Godfrey's work often combines text with form. Her first commission after graduating was from the architect George Mathers, who asked her to make an altar for St Bartholomew's church in St Albans which he was designing. She has also collaborated with the architect Richard Hurley reordering churches in Hoddesdon, Harrow Weald, Ballyporeen in Co. Tipperary and Maidstone. She has won competitions for her work, including for a large street sculpture, Gilpin's Bell, in Fore Street, Edmonton, London (1994), for a Millennium sculpture for Stow-on-the-Wold, and for the River Stort sculpture trail. She is a Trustee of Harlow Art Trust (HAT) a registered charity founded in 1953. HAT commissions and cares for sculpture in Harlow and since 2011 runs the Gibberd Gallery.
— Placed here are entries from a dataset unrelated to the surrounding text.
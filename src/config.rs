//! Runtime settings read from built-in defaults, an optional `adhoc.toml` and
//! `ADHOC_*` environment variables, in that order of precedence (last wins).

use ::config::{Config, Environment, File};
use serde::Deserialize;

use crate::error::Result;
use crate::lifecycle::AD_HOC_PREFIX;
use crate::subject::PREVIEW_ROW_LIMIT;

#[derive(Clone, Debug, PartialEq, Deserialize)]
pub struct Settings {
    /// Path of the SQLite database, or `:memory:`.
    pub database: String,
    pub preview_row_limit: usize,
    pub ad_hoc_prefix: String,
    pub log_filter: String,
}

impl Settings {
    pub fn load() -> Result<Self> {
        Self::load_from("adhoc")
    }

    /// Reads `<file_stem>.toml` (or any other format `config` recognizes) when present.
    pub fn load_from(file_stem: &str) -> Result<Self> {
        let settings = Config::builder()
            .set_default("database", "adhoc.db")?
            .set_default("preview_row_limit", PREVIEW_ROW_LIMIT as u64)?
            .set_default("ad_hoc_prefix", AD_HOC_PREFIX)?
            .set_default("log_filter", "info")?
            .add_source(File::with_name(file_stem).required(false))
            .add_source(Environment::with_prefix("ADHOC"))
            .build()?;
        Ok(settings.try_deserialize()?)
    }

    pub fn in_memory(&self) -> bool {
        self.database == ":memory:"
    }
}

#[cfg(test)]
mod tests {
    use super::*;

    #[test]
    fn defaults_apply_without_a_file() {
        let settings = Settings::load_from("no-such-adhoc-settings").expect("settings");
        assert_eq!(settings.preview_row_limit, 10);
        assert_eq!(settings.ad_hoc_prefix, AD_HOC_PREFIX);
    }
}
She was also the initiator and curator of the Playhouse Gallery, Harlow.

===Works===
- Altar and lectern (part of the 1991 reordering) for the Grade II listed Church of St Joseph, Wealdstone High Road, London.
- Statue for Grade II listed 3 East Street, Ware which was installed in 1986 and paid for by The Ware Society.
- Welded steel screen and font in Grade II listed Marychurch, Hatfield. A commission from George Mathers.
- The bishop's throne and Pascal candle for the rebuilt Longford Cathedral, Ireland.
- Only Connect sculpture in St Nicholas' churchyard, Stevenage (1994), which takes its name from the subtitle of E M Forster's Howards End and marks the gateway to 'Forster Country'.
- Four sculptures in Harlow - Grecian Urn, Two Vertical Forms (2000), The Flame (2008), We Are The Music Makers (2006), Flowing Onwards (2007).
- A carved pedestal of Bath stone with emblems representing the tree of life for the Church of St Mary, Finchley.
- A carved altar at St Peter ad Vincula, Roydon with symbols of the crucifixion and communion.
- Designs and carved stone for Blessed John Henry Newman Church, Warrington.
- A stainless steel dove for the Church of the Immaculate Heart of Mary, Carryduff. This is an unusual piece for Godfrey as she usually works in stone and wood.
- A concrete font for Church of St John Fisher, Redbourn, Herts (1966).
- "When the Wind is High..." an oak sculpture for Brixworth Country Park, Northamptonshire. Quotation from Mary Lockett.
- "No Man is an Island..." a Cumberland slate sculpture in Gibberd Garden, Harlow. Quotation from John Donne.

===Exhibitions===
Her work has been featured in a large number of exhibitions including:

- The University of Leicester's international sculpture exhibition 'A Decade of Sculpture in the Garden' (2011).
- 'Wood, Stone, Steel and Paint', The Gibberd Gallery, Harlow. A retrospective of her commissioned works, other sculptures and drawings.
- 'In Collaboration', an exhibition at The Gallery at Parndon Mill (2014). Featuring works made in collaboration with Eddie Norris.